● Aim of the exercise:
When you find the word "domain" in a line of the entries, please copy the whole line.

● Information provided:
══════

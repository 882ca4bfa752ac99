// Copyright 2025 JiangLong.
//
// Licensed under the Apache License, Version 2.0 (the "License");
// you may not use this file except in compliance with the License.
// You may obtain a copy of the License at
//
//     http://www.apache.org/licenses/LICENSE-2.0
//
// Unless required by applicable law or agreed to in writing, software
// distributed under the License is distributed on an "AS IS" BASIS,
// WITHOUT WARRANTIES OR CONDITIONS OF ANY KIND, either express or implied.
// See the License for the specific language governing permissions and
// limitations under the License.

use crate::shared::error::VolsyncError;
use k8s_openapi::apimachinery::pkg::api::resource::Quantity;
use regex::Regex;
use serde::{Deserialize, Serialize};
use std::fmt;
use std::sync::LazyLock;

#[derive(Debug, Clone, Copy, PartialEq, Eq, Serialize, Deserialize)]
pub enum CopyMethod {
    Direct,
    Clone,
    Snapshot,
    None,
}

impl CopyMethod {
    pub const SUPPORTED: &'static [&'static str] = &["Direct", "Clone", "Snapshot", "None"];

    pub fn as_str(&self) -> &'static str {
        match self {
            CopyMethod::Direct => "Direct",
            CopyMethod::Clone => "Clone",
            CopyMethod::Snapshot => "Snapshot",
            CopyMethod::None => "None",
        }
    }
}

impl std::str::FromStr for CopyMethod {
    type Err = VolsyncError;

    fn from_str(s: &str) -> Result<Self, Self::Err> {
        match s {
            "Direct" => Ok(CopyMethod::Direct),
            "Clone" => Ok(CopyMethod::Clone),
            "Snapshot" => Ok(CopyMethod::Snapshot),
            "None" => Ok(CopyMethod::None),
            _ => Err(VolsyncError::unsupported_option(
                "copy method",
                s,
                Self::SUPPORTED,
            )),
        }
    }
}

impl fmt::Display for CopyMethod {
    fn fmt(&self, f: &mut fmt::Formatter<'_>) -> fmt::Result {
        f.write_str(self.as_str())
    }
}

#[derive(Debug, Clone, Copy, PartialEq, Eq, Serialize, Deserialize)]
pub enum ServiceType {
    ClusterIP,
    NodePort,
    LoadBalancer,
}

impl ServiceType {
    pub const SUPPORTED: &'static [&'static str] = &["ClusterIP", "NodePort", "LoadBalancer"];

    pub fn as_str(&self) -> &'static str {
        match self {
            ServiceType::ClusterIP => "ClusterIP",
            ServiceType::NodePort => "NodePort",
            ServiceType::LoadBalancer => "LoadBalancer",
        }
    }
}

impl std::str::FromStr for ServiceType {
    type Err = VolsyncError;

    fn from_str(s: &str) -> Result<Self, Self::Err> {
        match s {
            "ClusterIP" => Ok(ServiceType::ClusterIP),
            "NodePort" => Ok(ServiceType::NodePort),
            "LoadBalancer" => Ok(ServiceType::LoadBalancer),
            _ => Err(VolsyncError::unsupported_option(
                "service type",
                s,
                Self::SUPPORTED,
            )),
        }
    }
}

impl fmt::Display for ServiceType {
    fn fmt(&self, f: &mut fmt::Formatter<'_>) -> fmt::Result {
        f.write_str(self.as_str())
    }
}

#[derive(Debug, Clone, Copy, PartialEq, Eq, Serialize, Deserialize)]
pub enum AccessMode {
    ReadWriteOnce,
    ReadOnlyMany,
    ReadWriteMany,
    ReadWriteOncePod,
}

impl AccessMode {
    pub const SUPPORTED: &'static [&'static str] = &[
        "ReadWriteOnce",
        "ReadOnlyMany",
        "ReadWriteMany",
        "ReadWriteOncePod",
    ];

    pub fn as_str(&self) -> &'static str {
        match self {
            AccessMode::ReadWriteOnce => "ReadWriteOnce",
            AccessMode::ReadOnlyMany => "ReadOnlyMany",
            AccessMode::ReadWriteMany => "ReadWriteMany",
            AccessMode::ReadWriteOncePod => "ReadWriteOncePod",
        }
    }

    /// Parse a comma separated list such as `ReadWriteOnce,ReadOnlyMany`.
    pub fn parse_list(s: &str) -> Result<Vec<AccessMode>, VolsyncError> {
        let mut modes = Vec::new();
        for part in s.split(',').map(str::trim).filter(|p| !p.is_empty()) {
            let mode: AccessMode = part.parse()?;
            if !modes.contains(&mode) {
                modes.push(mode);
            }
        }
        if modes.is_empty() {
            return Err(VolsyncError::unsupported_option(
                "access mode",
                s,
                Self::SUPPORTED,
            ));
        }
        Ok(modes)
    }
}

impl std::str::FromStr for AccessMode {
    type Err = VolsyncError;

    fn from_str(s: &str) -> Result<Self, Self::Err> {
        match s {
            "ReadWriteOnce" => Ok(AccessMode::ReadWriteOnce),
            "ReadOnlyMany" => Ok(AccessMode::ReadOnlyMany),
            "ReadWriteMany" => Ok(AccessMode::ReadWriteMany),
            "ReadWriteOncePod" => Ok(AccessMode::ReadWriteOncePod),
            _ => Err(VolsyncError::unsupported_option(
                "access mode",
                s,
                Self::SUPPORTED,
            )),
        }
    }
}

impl fmt::Display for AccessMode {
    fn fmt(&self, f: &mut fmt::Formatter<'_>) -> fmt::Result {
        f.write_str(self.as_str())
    }
}

static QUANTITY_PATTERN: LazyLock<Regex> = LazyLock::new(|| {
    Regex::new(r"^[+-]?(\d+(\.\d*)?|\.\d+)(Ki|Mi|Gi|Ti|Pi|Ei|n|u|m|k|M|G|T|P|E|[eE][+-]?\d+)?$")
        .expect("valid quantity pattern")
});

/// Validate a resource quantity string (e.g. `10Gi`, `500M`, `1.5e3`).
pub fn parse_quantity(value: &str) -> Result<Quantity, VolsyncError> {
    let trimmed = value.trim();
    if trimmed.is_empty() || !QUANTITY_PATTERN.is_match(trimmed) {
        return Err(VolsyncError::InvalidQuantity(value.to_string()));
    }
    Ok(Quantity(trimmed.to_string()))
}

#[cfg(test)]
mod tests {
    use super::*;

    #[test]
    fn test_copy_method_round_trip_and_rejection() {
        for name in CopyMethod::SUPPORTED {
            let method: CopyMethod = name.parse().unwrap();
            assert_eq!(method.as_str(), *name);
        }
        assert!(matches!(
            "Rsync".parse::<CopyMethod>(),
            Err(VolsyncError::UnsupportedOption { .. })
        ));
        // Matching is case sensitive like the API server's enum validation
        assert!("snapshot".parse::<CopyMethod>().is_err());
    }

    #[test]
    fn test_service_type_rejects_unknown() {
        assert_eq!(
            "NodePort".parse::<ServiceType>().unwrap(),
            ServiceType::NodePort
        );
        assert!(matches!(
            "ExternalName".parse::<ServiceType>(),
            Err(VolsyncError::UnsupportedOption { .. })
        ));
    }

    #[test]
    fn test_access_mode_list() {
        let modes = AccessMode::parse_list("ReadWriteOnce, ReadOnlyMany,ReadWriteOnce").unwrap();
        assert_eq!(
            modes,
            vec![AccessMode::ReadWriteOnce, AccessMode::ReadOnlyMany]
        );
        assert!(AccessMode::parse_list("").is_err());
        assert!(AccessMode::parse_list("ReadWriteSometimes").is_err());
    }

    #[test]
    fn test_parse_quantity() {
        assert_eq!(parse_quantity("10Gi").unwrap().0, "10Gi");
        assert_eq!(parse_quantity("500M").unwrap().0, "500M");
        assert_eq!(parse_quantity("1.5").unwrap().0, "1.5");
        assert_eq!(parse_quantity("1e3").unwrap().0, "1e3");
        for bad in ["", "Gi", "10 Gi", "10GB", "ten"] {
            assert!(
                matches!(parse_quantity(bad), Err(VolsyncError::InvalidQuantity(_))),
                "{bad:?} should be rejected"
            );
        }
    }
}
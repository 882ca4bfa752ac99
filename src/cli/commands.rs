// CLI command definitions

use super::backup::BackupCommand;
use super::migration::MigrationCommand;
use crate::domain::relationship::RelationshipStore;
use crate::infrastructure::constants::{DEFAULT_POLL_INTERVAL, DEFAULT_WAIT_TIMEOUT};
use crate::infrastructure::kubernetes::{KubeconfigClientFactory, WaitSettings};
use anyhow::Context;
use clap::Parser;
use std::path::PathBuf;
use std::time::Duration;

#[derive(Parser, Debug)]
#[command(
    name = "kubectl-volsync",
    version,
    about = "Manage VolSync replication relationships",
    long_about = "Creates VolSync ReplicationDestination / ReplicationSource objects across clusters and records the resulting relationships on local disk"
)]
pub struct CliArgs {
    #[command(flatten)]
    pub global: GlobalOptions,

    #[command(subcommand)]
    pub command: Commands,
}

/// Options shared by every subcommand
#[derive(clap::Args, Debug, Clone)]
pub struct GlobalOptions {
    /// Directory holding relationship files
    /// If not specified, uses $HOME/.volsync
    #[arg(long, global = true, env = "VOLSYNC_CONFIG_DIR", value_name = "DIR")]
    pub config_dir: Option<PathBuf>,

    /// Path to kubeconfig file
    /// If not specified, uses default kubeconfig resolution (KUBECONFIG env or ~/.kube/config)
    #[arg(long, global = true, value_name = "PATH")]
    pub kubeconfig: Option<String>,

    /// Seconds to wait for the VolSync controller to report status
    #[arg(long, global = true, default_value_t = DEFAULT_WAIT_TIMEOUT.as_secs(), value_name = "SECS")]
    pub wait_timeout: u64,

    /// Seconds between status checks
    #[arg(long, global = true, default_value_t = DEFAULT_POLL_INTERVAL.as_secs(), value_name = "SECS")]
    pub poll_interval: u64,
}

impl GlobalOptions {
    pub fn store(&self) -> anyhow::Result<RelationshipStore> {
        let dir = match &self.config_dir {
            Some(dir) => dir.clone(),
            None => RelationshipStore::default_dir()
                .context("Failed to resolve the relationship directory")?,
        };
        Ok(RelationshipStore::new(dir))
    }

    pub fn wait_settings(&self) -> WaitSettings {
        WaitSettings::new(
            Duration::from_secs(self.poll_interval.max(1)),
            Duration::from_secs(self.wait_timeout),
        )
    }

    pub fn client_factory(&self) -> KubeconfigClientFactory {
        KubeconfigClientFactory::new(self.kubeconfig.clone())
    }
}

#[derive(clap::Subcommand, Debug)]
pub enum Commands {
    /// Migrate data into a PVC through an rsync destination
    Migration(MigrationCommand),

    /// Back up a PVC to a restic repository
    #[command(name = "pv-backup")]
    PvBackup(BackupCommand),
}

/// One-line rendering of a command failure, causes joined with `: `.
pub fn error_line(err: &anyhow::Error) -> String {
    format!("Error: {:#}", err)
}
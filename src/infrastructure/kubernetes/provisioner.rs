// Copyright 2025 JiangLong.
//
// Licensed under the Apache License, Version 2.0 (the "License");
// you may not use this file except in compliance with the License.
// You may obtain a copy of the License at
//
//     http://www.apache.org/licenses/LICENSE-2.0
//
// Unless required by applicable law or agreed to in writing, software
// distributed under the License is distributed on an "AS IS" BASIS,
// WITHOUT WARRANTIES OR CONDITIONS OF ANY KIND, either express or implied.
// See the License for the specific language governing permissions and
// limitations under the License.

//! Idempotent creation of the supporting objects a transfer needs.

use super::client::VolsyncKubeClient;
use super::resources::{NamespaceBuilder, PvcBuilder, SecretBuilder};
use crate::domain::config::AccessMode;
use crate::shared::error::VolsyncError;
use k8s_openapi::api::core::v1::PersistentVolumeClaim;
use k8s_openapi::apimachinery::pkg::api::resource::Quantity;
use std::collections::BTreeMap;
use tracing::info;

/// Whether `ensure_pvc` found the claim or had to create it
#[derive(Debug, Clone, PartialEq)]
pub enum PvcOutcome {
    Existing(PersistentVolumeClaim),
    Created(PersistentVolumeClaim),
}

impl PvcOutcome {
    pub fn pvc(&self) -> &PersistentVolumeClaim {
        match self {
            PvcOutcome::Existing(pvc) | PvcOutcome::Created(pvc) => pvc,
        }
    }

    pub fn into_pvc(self) -> PersistentVolumeClaim {
        match self {
            PvcOutcome::Existing(pvc) | PvcOutcome::Created(pvc) => pvc,
        }
    }

    pub fn was_created(&self) -> bool {
        matches!(self, PvcOutcome::Created(_))
    }
}

pub struct ResourceProvisioner<'a> {
    client: &'a dyn VolsyncKubeClient,
}

impl<'a> ResourceProvisioner<'a> {
    pub fn new(client: &'a dyn VolsyncKubeClient) -> Self {
        Self { client }
    }

    pub async fn ensure_namespace(&self, name: &str) -> Result<(), VolsyncError> {
        match self.client.create_namespace(&NamespaceBuilder::new(name).build()).await {
            Ok(()) => {
                info!(namespace = name, "created namespace");
                Ok(())
            }
            Err(e) if e.is_already_exists() => {
                info!(namespace = name, "namespace already exists");
                Ok(())
            }
            Err(e) => Err(e),
        }
    }

    pub async fn find_pvc(&self, name: &str) -> Result<Option<PersistentVolumeClaim>, VolsyncError> {
        match self.client.get_pvc(name).await {
            Ok(pvc) => Ok(Some(pvc)),
            Err(e) if e.is_not_found() => Ok(None),
            Err(e) => Err(e),
        }
    }

    /// Return the claim if it exists, otherwise create it. An existing claim
    /// is never modified, whatever the requested properties.
    pub async fn ensure_pvc(
        &self,
        name: &str,
        access_modes: &[AccessMode],
        capacity: Option<&Quantity>,
        storage_class: Option<&str>,
    ) -> Result<PvcOutcome, VolsyncError> {
        if let Some(existing) = self.find_pvc(name).await? {
            info!(pvc = name, namespace = self.client.namespace(), "using existing PVC");
            return Ok(PvcOutcome::Existing(existing));
        }

        let capacity = capacity.ok_or_else(|| VolsyncError::MissingCapacity {
            name: name.to_string(),
            namespace: self.client.namespace().to_string(),
        })?;

        let pvc = PvcBuilder::new(
            name,
            self.client.namespace(),
            access_modes.to_vec(),
            capacity.clone(),
        )
        .storage_class(storage_class.map(str::to_string))
        .build();

        let created = self.client.create_pvc(&pvc).await?;
        info!(
            pvc = name,
            namespace = self.client.namespace(),
            capacity = %capacity.0,
            "created PVC"
        );
        Ok(PvcOutcome::Created(created))
    }

    /// Create the secret unless one with the same name exists. Existing
    /// contents are left alone.
    pub async fn ensure_secret(
        &self,
        name: &str,
        string_data: BTreeMap<String, String>,
        relationship: &str,
    ) -> Result<(), VolsyncError> {
        let secret = SecretBuilder::new(name, self.client.namespace(), string_data)
            .relationship(relationship)
            .build();

        match self.client.create_secret(&secret).await {
            Ok(()) => {
                info!(secret = name, namespace = self.client.namespace(), "created secret");
                Ok(())
            }
            Err(e) if e.is_already_exists() => {
                info!(
                    secret = name,
                    namespace = self.client.namespace(),
                    "secret already exists, keeping its contents"
                );
                Ok(())
            }
            Err(e) => Err(e),
        }
    }

    pub async fn delete_secret(&self, name: &str) -> Result<(), VolsyncError> {
        match self.client.delete_secret(name).await {
            Ok(()) => {
                info!(secret = name, namespace = self.client.namespace(), "deleted secret");
                Ok(())
            }
            Err(e) if e.is_not_found() => Ok(()),
            Err(e) => Err(e),
        }
    }
}
// Copyright 2025 JiangLong.
//
// Licensed under the Apache License, Version 2.0 (the "License");
// you may not use this file except in compliance with the License.
// You may obtain a copy of the License at
//
//     http://www.apache.org/licenses/LICENSE-2.0
//
// Unless required by applicable law or agreed to in writing, software
// distributed under the License is distributed on an "AS IS" BASIS,
// WITHOUT WARRANTIES OR CONDITIONS OF ANY KIND, either express or implied.
// See the License for the specific language governing permissions and
// limitations under the License.

//! Configuration domain

pub mod credentials;
pub mod options;

pub use self::credentials::CredentialConfig;
pub use self::options::{parse_quantity, AccessMode, CopyMethod, ServiceType};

══════

● Solution to this task:
use crate::domain::relationship::RelationshipStore;
use crate::domain::config::AccessMode;
//! Configuration domain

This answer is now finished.